Imagine inverter as perguntas. Em vez de “como nos defendemos?”, questionarmos “como seríamos atacados?”. A mudança de perspectiva muda a estratégia e o operacional. Enxergando de onde o atacante vem, o que o motiva, o que você tem que ele quer e quanto tempo, esforço e dinheiro ele pode estar disposto a gastar para conseguir traz insights valiosos para guiar toda defesa.
Pensar como cibercriminoso significa mapear caminhos de ataque antes que eles sejam explorados. É entender que um criminoso não vê sistemas, vê oportunidades. Não vê credenciais, vê pontos de entrada. E quanto mais tempo você leva para detectar movimentação lateral, maior o estrago. Ou seja, como garantir que o acesso seja limitado? Que o impacto de qualquer ataque bem-sucedido seja compartimentado? Que o tempo para a detecção do ataque seja minimizado?
O relatório de ameaças 2025 produzido pela equipe da INGENI – Inteligência Redbelt Security identificou que os ataques deixaram de ser eventos isolados para se tornarem campanhas sistemáticas. Por isso, é preciso entender comportamentos, antecipar movimentos e responder antes que o dano se materialize.

Essa mudança de mentalidade leva a uma priorização estratégica mais eficaz. Em vez de reagir a cada nova vulnerabilidade divulgada, equipes de segurança conseguem antecipar classes inteiras de ataques e implementar mitigações que endereçam padrões subjacentes. E não apenas falhas pontuais.
A Redbelt Security apoia organizações nessa transição, combinando inteligência de ameaças, serviços gerenciados de SOC e testes ofensivos para construir programas de segurança que antecipam ataques em vez de apenas reagir a eles.
Quando a modelagem de ameaças encontra a operação
Olhar pela lente do cibercriminoso permite que você coloque a segurança mais cedo no cenário. Modelagem de ameaças, quando bem aplicada, ajuda arquitetos de segurança e engenheiros a pensar por outro ângulo desde a concepção de sistemas. E até que várias áreas falem a mesma língua sobre riscos. Equipes diferentes podem atuar como uma frente unida, usando o mesmo conhecimento para definir objetivos e resolver ameaças potenciais. Claro, olhar por essa perspectiva não garante o fim dos ciberataques, mas certamente eles reduzirão.
É aqui que serviços como Offensive Security e SOC gerenciado (MSS) viram componentes estruturantes de uma estratégia madura. Offensive Security simula ataques reais, expõe gaps que auditoria de conformidade não encontra e testa a capacidade de detecção e resposta. Já um SOC eficaz monitora comportamentos anômalos 24×7, correlaciona eventos e reduz drasticamente o tempo entre comprometimento e contenção.
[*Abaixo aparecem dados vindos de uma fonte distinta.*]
//! Cross-checks the composed, laid-out model and drives the compile pipeline.
//!
//! Checks accumulate so one run surfaces every defect across a batch of
//! schema files; only unparseable documents, unresolvable identifier tokens,
//! and duplicate resolved IDs abort immediately.

use crate::backend::{CompiledBitfield, CompiledField, CompiledMessage, CompiledSet};
use crate::error::{CompileError, Diagnostic};
use crate::loader::{self, LoadedDocument};
use crate::schema::{EnumDef, MessageDef};
use crate::{domain, ident, layout};
use std::collections::{HashMap, HashSet};
use std::path::Path;

/// Every message body must fit in this many bytes unless overridden.
/// One ceiling, applied everywhere.
pub const DEFAULT_MAX_MESSAGE_SIZE: usize = 256;

#[derive(Debug, Clone)]
pub struct CompileOptions {
    /// Ceiling on total message size in bytes.
    pub max_message_size: usize,
}

impl Default for CompileOptions {
    fn default() -> CompileOptions {
        CompileOptions {
            max_message_size: DEFAULT_MAX_MESSAGE_SIZE,
        }
    }
}

/// Load, compose, lay out, and validate everything under `root`.
pub fn compile_path(root: &Path, opts: &CompileOptions) -> Result<CompiledSet, CompileError> {
    let docs = loader::load_path(root)?;
    compile_documents(&docs, opts)
}

/// Compile already-loaded documents. The ID registry is built once here and
/// threaded through the run; there is no global state.
pub fn compile_documents(
    docs: &[LoadedDocument],
    opts: &CompileOptions,
) -> Result<CompiledSet, CompileError> {
    let mut diagnostics = Vec::new();
    let mut messages = Vec::new();
    let mut ids_in_use: HashMap<u64, String> = HashMap::new();

    for doc in docs {
        let enums = doc.document.visible_enums();
        for msg in &doc.document.messages {
            let descriptor = descriptor(doc, msg);
            check_shape(msg, &enums, &descriptor, &mut diagnostics);

            let id = ident::resolve(msg, &enums)?;
            if let (Some(id), false) = (id, doc.is_header) {
                if let Some(first) = ids_in_use.insert(id, descriptor.clone()) {
                    return Err(CompileError::DuplicateId {
                        id,
                        first,
                        second: descriptor,
                    });
                }
            }

            // Without a layout (some field type unrecognized, already
            // reported) there is nothing further to check or hand off.
            let msg_layout = match layout::compute(&msg.fields) {
                Some(l) => l,
                None => continue,
            };
            check_layout(msg, &msg_layout, opts, &descriptor, &mut diagnostics);

            // A layout exists, so every type name parsed; the lets below
            // cannot skip anything.
            let mut fields = Vec::with_capacity(msg.fields.len());
            for (def, fl) in msg.fields.iter().zip(&msg_layout.fields) {
                let (Some(ty), Some(domain)) = (def.primitive(), domain::field_domain(def))
                else {
                    continue;
                };
                fields.push(CompiledField {
                    ty,
                    byte_offset: fl.byte_offset,
                    domain,
                    bitfields: def
                        .bitfields
                        .iter()
                        .zip(&fl.bitfields)
                        .map(|(bdef, bl)| CompiledBitfield {
                            bit_offset: bl.bit_offset,
                            mask: bl.mask,
                            domain: domain::bitfield_domain(bdef),
                            def: bdef.clone(),
                        })
                        .collect(),
                    def: def.clone(),
                });
            }

            messages.push(CompiledMessage {
                name: msg.name.clone(),
                descriptor,
                description: msg.description.clone(),
                namespace: doc.namespace.clone(),
                id,
                size: msg_layout.size,
                fields,
                enums: enums.clone(),
                is_header: doc.is_header,
            });
        }
    }

    if !diagnostics.is_empty() {
        return Err(CompileError::Invalid(diagnostics));
    }
    Ok(CompiledSet { messages })
}

/// Namespace-qualified message path: directory components, then the file
/// stem (unless it repeats the message name), then the message name.
fn descriptor(doc: &LoadedDocument, msg: &MessageDef) -> String {
    let mut parts = doc.namespace.clone();
    if let Some(stem) = doc.path.file_stem().and_then(|s| s.to_str()) {
        if stem != msg.name {
            parts.push(stem.to_string());
        }
    }
    parts.push(msg.name.clone());
    parts.join(".")
}

fn valid_name(name: &str) -> bool {
    !name.is_empty() && name.chars().all(|c| c.is_ascii_alphanumeric() || c == '_')
}

fn check_shape(
    msg: &MessageDef,
    enums: &[EnumDef],
    descriptor: &str,
    out: &mut Vec<Diagnostic>,
) {
    let known_enum = |name: &str| enums.iter().any(|e| e.name == name);
    let mut seen_names: HashSet<&str> = HashSet::new();

    for field in &msg.fields {
        if !valid_name(&field.name) {
            out.push(Diagnostic::shape(
                descriptor,
                format!("bad field name [{}]", field.name),
            ));
        }
        if !seen_names.insert(&field.name) {
            out.push(Diagnostic::shape(
                descriptor,
                format!("duplicate field name [{}]", field.name),
            ));
        }
        if field.primitive().is_none() {
            out.push(Diagnostic::shape(
                descriptor,
                format!("field {} has invalid type {}", field.name, field.ty),
            ));
        }
        if field.count < 1 {
            out.push(Diagnostic::shape(
                descriptor,
                format!("field {} has count 0", field.name),
            ));
        }
        if let Some(e) = &field.enum_ref {
            if !known_enum(e) {
                out.push(Diagnostic::shape(
                    descriptor,
                    format!("field {} references unknown enum [{}]", field.name, e),
                ));
            }
        }
        for bits in &field.bitfields {
            if !valid_name(&bits.name) {
                out.push(Diagnostic::shape(
                    descriptor,
                    format!("bad bitfield name [{}] in field {}", bits.name, field.name),
                ));
            }
            if !seen_names.insert(&bits.name) {
                out.push(Diagnostic::shape(
                    descriptor,
                    format!("duplicate bitfield name [{}] in field {}", bits.name, field.name),
                ));
            }
            if bits.num_bits < 1 {
                out.push(Diagnostic::shape(
                    descriptor,
                    format!("bitfield {} in field {} has zero width", bits.name, field.name),
                ));
            }
            if let Some(e) = &bits.enum_ref {
                if !known_enum(e) {
                    out.push(Diagnostic::shape(
                        descriptor,
                        format!("bitfield {} references unknown enum [{}]", bits.name, e),
                    ));
                }
            }
        }
    }
}

fn check_layout(
    msg: &MessageDef,
    msg_layout: &layout::MsgLayout,
    opts: &CompileOptions,
    descriptor: &str,
    out: &mut Vec<Diagnostic>,
) {
    for (field, fl) in msg.fields.iter().zip(&msg_layout.fields) {
        let size = match field.primitive() {
            Some(t) => t.size(),
            None => continue,
        };
        if fl.byte_offset % size != 0 {
            out.push(Diagnostic::layout(
                descriptor,
                format!(
                    "field {} is at offset {} but has size {}",
                    field.name, fl.byte_offset, size
                ),
            ));
        }
        let total_bits: u32 = field.bitfields.iter().map(|b| b.num_bits).sum();
        if total_bits as usize > 8 * size {
            out.push(Diagnostic::layout(
                descriptor,
                format!(
                    "field {} has {} bits of bitfields in {}-byte storage",
                    field.name,
                    total_bits,
                    size
                ),
            ));
        }
    }
    if msg_layout.size > opts.max_message_size {
        out.push(Diagnostic::layout(
            descriptor,
            format!(
                "message {} too big: {} bytes exceeds the {}-byte ceiling",
                msg.name, msg_layout.size, opts.max_message_size
            ),
        ));
    }
}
A diferença está na integração. Pensar como atacante não é apenas contratar um pentest anual, é incorporar essa perspectiva em toda decisão de arquitetura, em cada mudança de configuração, em todo processo de permissionamento.
O que muda com essa abordagem
Adotar a perspectiva do cibercriminoso significa olhar para frente. Permite que CISOs e gestores de segurança construam narrativas que executivos entendem: impacto no negócio, janelas de exposição, custo de inação. E, claro, reduz silos. Quando diferentes áreas usam o mesmo modelo de ameaças para entender riscos, a colaboração melhora. Segurança passa a ser parceira estratégica na viabilização de negócios.
Essa transição de postura reativa para proativa não acontece com uma única decisão. É uma mudança que envolve consultoria estratégica, construção de processos, capacitação de times e ferramental adequado. Mas a boa notícia é que não precisa começar do zero: iniciar entendendo como sua organização seria atacada já é um primeiro passo poderoso.